Violence ages children’s DNA, shortens their chromosomes
By Liz Szabo, USA TODAY
Updated 4/23/2012 10:54 PM
Conventional wisdom says that hardship can make us old before our time In fact, a new study suggests that violence leaves long-term scars on children’s bodies — not just in bruises on the skin, but also altering their DNA, causing changes that are equivalent to seven to 10 years of premature aging.
Scientists measured this cellular aging by studying the ends of children’s chromosomes, called telomeres, according to Idan Shalev, lead author of a study in today’s Molecular Psychiatry. Telomeres are special DNA sequences that act like the plastic tips on shoelaces, which prevent the DNA in chromosomes from unraveling. They get shorter each time a cell divides, until a cell can’t divide anymore and it dies.

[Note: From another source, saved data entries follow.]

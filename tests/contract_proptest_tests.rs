//! Property-based tests for the compiler's correctness contract
//!
//! These tests use proptest to generate expressions, register maps,
//! environments and machine states and verify that:
//! 1. Evaluation and execution are deterministic
//! 2. Execution composes over program concatenation
//! 3. Compiled code computes the source value and leaves every register
//!    below the watermark untouched
//! 4. Compiled code never stores below the watermark
//! 5. The empty program is the identity

use accumc::compiler::contract::{agree_below, check_contract, consistent_state};
use accumc::compiler::debug::temporaries_written;
use accumc::compiler::Verifier;
use accumc::{
    compile, evaluate, parse_source, run, Environment, Expr, Instruction, MachineState, Reg,
    VariableMap, Word,
};
use proptest::prelude::*;

// =============================================================================
// STRATEGY GENERATORS
// =============================================================================

const NAMES: [&str; 6] = ["a", "b", "c", "d", "e", "f"];

/// Register pool variables are drawn from
const VAR_REGS: usize = 24;

/// Expressions over `NAMES` with arbitrary constants
fn arb_expr() -> impl Strategy<Value = Expr> {
    let leaf = prop_oneof![
        any::<Word>().prop_map(Expr::Const),
        (0..4u64).prop_map(Expr::Const),
        (0..NAMES.len()).prop_map(|i| Expr::var(NAMES[i])),
    ];
    leaf.prop_recursive(10, 256, 2, |inner| {
        (inner.clone(), inner).prop_map(|(lhs, rhs)| Expr::sum(lhs, rhs))
    })
}

fn arb_instruction() -> impl Strategy<Value = Instruction> {
    let reg = (0usize..32).prop_map(Reg);
    prop_oneof![
        any::<Word>().prop_map(Instruction::LoadImmediate),
        reg.clone().prop_map(Instruction::Load),
        reg.clone().prop_map(Instruction::Store),
        reg.prop_map(Instruction::Add),
    ]
}

fn arb_program() -> impl Strategy<Value = Vec<Instruction>> {
    prop::collection::vec(arb_instruction(), 0..40)
}

fn arb_state() -> impl Strategy<Value = MachineState> {
    (
        any::<Word>(),
        prop::collection::vec((0usize..48, any::<Word>()), 0..12),
    )
        .prop_map(|(acc, regs)| {
            MachineState::with_registers(regs.into_iter().map(|(r, v)| (Reg(r), v)))
                .with_accumulator(acc)
        })
}

/// One instance of the contract's hypotheses
#[derive(Debug, Clone)]
struct Instance {
    map: VariableMap,
    expr: Expr,
    env: Environment,
    initial: MachineState,
    watermark: Reg,
}

/// Injective map, consistent initial state, watermark at or above the
/// tightest legal value, and junk everywhere the contract does not constrain
fn arb_instance() -> impl Strategy<Value = Instance> {
    (
        arb_expr(),
        Just((0..VAR_REGS).collect::<Vec<usize>>()).prop_shuffle(),
        prop::collection::vec(any::<Word>(), NAMES.len()),
        0usize..6,
        prop::collection::vec((0usize..VAR_REGS + 40, any::<Word>()), 0..20),
        any::<Word>(),
    )
        .prop_map(|(expr, regs, values, slack, junk, acc)| {
            let map: VariableMap = NAMES.iter().zip(&regs).map(|(n, r)| (*n, Reg(*r))).collect();
            let env: Environment = NAMES.iter().zip(&values).map(|(n, v)| (*n, *v)).collect();
            let tight = map.max_register_for(&expr).map_or(0, |r| r.index() + 1);
            let watermark = Reg(tight + slack);

            let mut initial = MachineState::with_registers(junk.into_iter().map(|(r, v)| (Reg(r), v)))
                .with_accumulator(acc);
            for name in expr.identifiers() {
                initial = initial.with_register(map[name], values[index_of(name)]);
            }

            Instance {
                map,
                expr,
                env,
                initial,
                watermark,
            }
        })
}

fn index_of(name: &str) -> usize {
    NAMES.iter().position(|n| *n == name).unwrap_or(0)
}

// =============================================================================
// MACHINE PROPERTIES
// =============================================================================

proptest! {
    /// run(p1 ++ p2, s) == run(p2, run(p1, s))
    #[test]
    fn run_composes_over_concatenation(
        p1 in arb_program(),
        p2 in arb_program(),
        state in arb_state()
    ) {
        let joined: Vec<Instruction> = p1.iter().chain(p2.iter()).copied().collect();
        prop_assert_eq!(
            run(&joined, state.clone()),
            run(&p2, run(&p1, state))
        );
    }

    /// run([], s) == s
    #[test]
    fn empty_program_is_identity(state in arb_state()) {
        prop_assert_eq!(run(&[], state.clone()), state);
    }

    /// Same program, same state, same result
    #[test]
    fn run_is_deterministic(program in arb_program(), state in arb_state()) {
        prop_assert_eq!(run(&program, state.clone()), run(&program, state));
    }

    /// Only Store changes registers, and only the one it names
    #[test]
    fn step_touches_at_most_one_register(instr in arb_instruction(), state in arb_state()) {
        let next = accumc::step(&instr, state.clone());
        for r in 0..64 {
            let reg = Reg(r);
            if instr.written_register() != Some(reg) {
                prop_assert_eq!(next.register(reg), state.register(reg));
            }
        }
    }
}

// =============================================================================
// EVALUATOR PROPERTIES
// =============================================================================

proptest! {
    /// Valid expressions evaluate deterministically
    #[test]
    fn evaluate_is_deterministic(instance in arb_instance()) {
        let first = evaluate(&instance.expr, &instance.env);
        let second = evaluate(&instance.expr, &instance.env);
        prop_assert_eq!(first, second);
    }

    /// Printing and re-parsing an expression yields the same tree
    #[test]
    fn display_reparses(expr in arb_expr()) {
        prop_assert_eq!(parse_source(&expr.to_string()).unwrap(), expr);
    }
}

// =============================================================================
// COMPILER CONTRACT
// =============================================================================

proptest! {
    #![proptest_config(ProptestConfig::with_cases(512))]

    /// The accumulator ends with the source value and nothing below the
    /// watermark changes
    #[test]
    fn compiled_code_meets_contract(instance in arb_instance()) {
        let Instance { map, expr, env, initial, watermark } = instance;

        let program = compile(&map, &expr, watermark);
        let last = run(&program, initial.clone());

        prop_assert_eq!(last.accumulator, evaluate(&expr, &env).unwrap());
        prop_assert!(agree_below(&initial, &last, watermark));
    }

    /// The library's own contract checker agrees
    #[test]
    fn contract_checker_reports_success(instance in arb_instance()) {
        let report = check_contract(
            &instance.map,
            &instance.expr,
            &instance.env,
            &instance.initial,
            instance.watermark,
        ).unwrap();
        prop_assert!(report.holds(), "{:?}", report);
    }

    /// No Store in compiled code targets a register below the watermark
    #[test]
    fn compiled_code_never_stores_below_watermark(instance in arb_instance()) {
        let program = compile(&instance.map, &instance.expr, instance.watermark);
        for instr in &program {
            if let Instruction::Store(reg) = instr {
                prop_assert!(*reg >= instance.watermark);
            }
        }
        let verdict = Verifier::new(instance.watermark).verify(&program);
        prop_assert!(verdict.valid, "{:?}", verdict.errors);
    }

    /// Temporaries form a contiguous block starting at the watermark whose
    /// size is the expression's register demand, never more than its depth
    #[test]
    fn temporaries_are_bump_allocated(instance in arb_instance()) {
        let t = instance.watermark;
        let program = compile(&instance.map, &instance.expr, t);

        let mut temps = temporaries_written(&program, t);
        temps.sort();
        let expected: Vec<Reg> = (0..instance.expr.temporaries()).map(|i| Reg(t.index() + i)).collect();
        prop_assert_eq!(temps, expected);
        prop_assert!(instance.expr.temporaries() <= instance.expr.depth());
    }

    /// Compiling at a higher watermark shifts temporaries but not the result
    #[test]
    fn result_independent_of_watermark(instance in arb_instance(), extra in 1usize..16) {
        let low = run(
            &compile(&instance.map, &instance.expr, instance.watermark),
            instance.initial.clone(),
        );
        let high_t = Reg(instance.watermark.index() + extra);
        let high = run(&compile(&instance.map, &instance.expr, high_t), instance.initial);
        prop_assert_eq!(low.accumulator, high.accumulator);
    }

    /// Symbol resolution always produces a map the contract accepts
    #[test]
    fn resolved_map_meets_contract(expr in arb_expr(), values in prop::collection::vec(any::<Word>(), NAMES.len())) {
        let map = VariableMap::resolve(&expr);
        let env: Environment = NAMES.iter().zip(&values).map(|(n, v)| (*n, *v)).collect();
        let initial = consistent_state(&map, &env, &expr).unwrap();

        let report = check_contract(&map, &expr, &env, &initial, map.watermark().unwrap()).unwrap();
        prop_assert!(report.holds());
    }
}

// =============================================================================
// REGISTER ALIASING
// =============================================================================
//
// The map is not required to be injective. When two identifiers share a
// register, precondition (a) forces them to have the same value, and under
// that condition the contract is observed to hold. When their values differ
// no initial state satisfies (a) and the checker refuses the instance.

/// Map drawing from only three registers, so most identifiers alias;
/// the environment is derived from per-register values to stay consistent
fn arb_aliased_instance() -> impl Strategy<Value = Instance> {
    (
        arb_expr(),
        prop::collection::vec(0usize..3, NAMES.len()),
        prop::collection::vec(any::<Word>(), 3),
        0usize..4,
    )
        .prop_map(|(expr, regs, reg_values, slack)| {
            let map: VariableMap = NAMES.iter().zip(&regs).map(|(n, r)| (*n, Reg(*r))).collect();
            let env: Environment = NAMES
                .iter()
                .zip(&regs)
                .map(|(n, r)| (*n, reg_values[*r]))
                .collect();
            let initial = MachineState::with_registers(
                reg_values.iter().enumerate().map(|(r, v)| (Reg(r), *v)),
            );
            Instance {
                map,
                expr,
                env,
                initial,
                watermark: Reg(3 + slack),
            }
        })
}

proptest! {
    /// Aliased maps with a consistent state still satisfy the contract
    #[test]
    fn aliased_map_meets_contract(instance in arb_aliased_instance()) {
        let report = check_contract(
            &instance.map,
            &instance.expr,
            &instance.env,
            &instance.initial,
            instance.watermark,
        ).unwrap();
        prop_assert!(report.holds(), "{:?}", report);
    }

    /// Aliased identifiers with different values cannot be given a
    /// consistent initial state
    #[test]
    fn aliased_map_with_conflicting_values_is_rejected(a in any::<Word>(), b in any::<Word>()) {
        prop_assume!(a != b);
        let map: VariableMap = [("x", Reg(0)), ("y", Reg(0))].into_iter().collect();
        let env: Environment = [("x", a), ("y", b)].into_iter().collect();
        let expr = Expr::sum(Expr::var("x"), Expr::var("y"));
        let initial = MachineState::with_registers([(Reg(0), a)]);

        let result = check_contract(&map, &expr, &env, &initial, Reg(1));
        let is_inconsistent = matches!(result, Err(accumc::Error::InconsistentState { .. }));
        prop_assert!(is_inconsistent);
    }
}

Several factors have been found to shorten telomeres, including smoking, radiation and psychological stresses such as early life maltreatment and taking care of a chronically ill person.
In this study, researchers examined whether exposure to violence could make children’s telomeres shorten faster than normal. They interviewed the mothers of 236 children at ages 5, 7 and 10, asking whether the youngsters had been exposed to domestic violence between the mother and her partner; physical maltreatment by an adult; or bullying. Researchers measured the children’s telomeres — in cells obtained by swabbing the insides of their cheeks — at ages 5 and 10. Telomeres shortened faster in kids exposed to two or more types of violence, says Shalev, a post-doctoral researcher at the Duke Institute for Genome Sciences & Policy in Durham, N.C. Unless that pattern changes, the study suggests, these kids could be expected to develop diseases of aging, such as heart attacks or memory loss, seven to 10 years earlier than their peers.
Shalev says there is hope for these kids. His study found that, in rare cases, telomeres can lengthen. Better nutrition, exercise and stress reduction are three things that may be able to lengthen telomeres, he says.
The study confirms a small-but-growing number of studies suggesting that early childhood adversity imprints itself in our chromosomes, says Charles Nelson, a professor of pediatrics and neuroscience at Harvard Medical School.
In a 2011 study, Nelson and colleagues found shorter telomeres in Romanian children who had spent more time in institutions, compared with children sent to foster care.
“We know that toxic stress is bad for you,” says Nathan Fox, a professor of human development at the University of Maryland and co-author of the 2011 paper. “This paper provides a mechanism by which this type of stress gets ‘under the skin’ and into the genes.”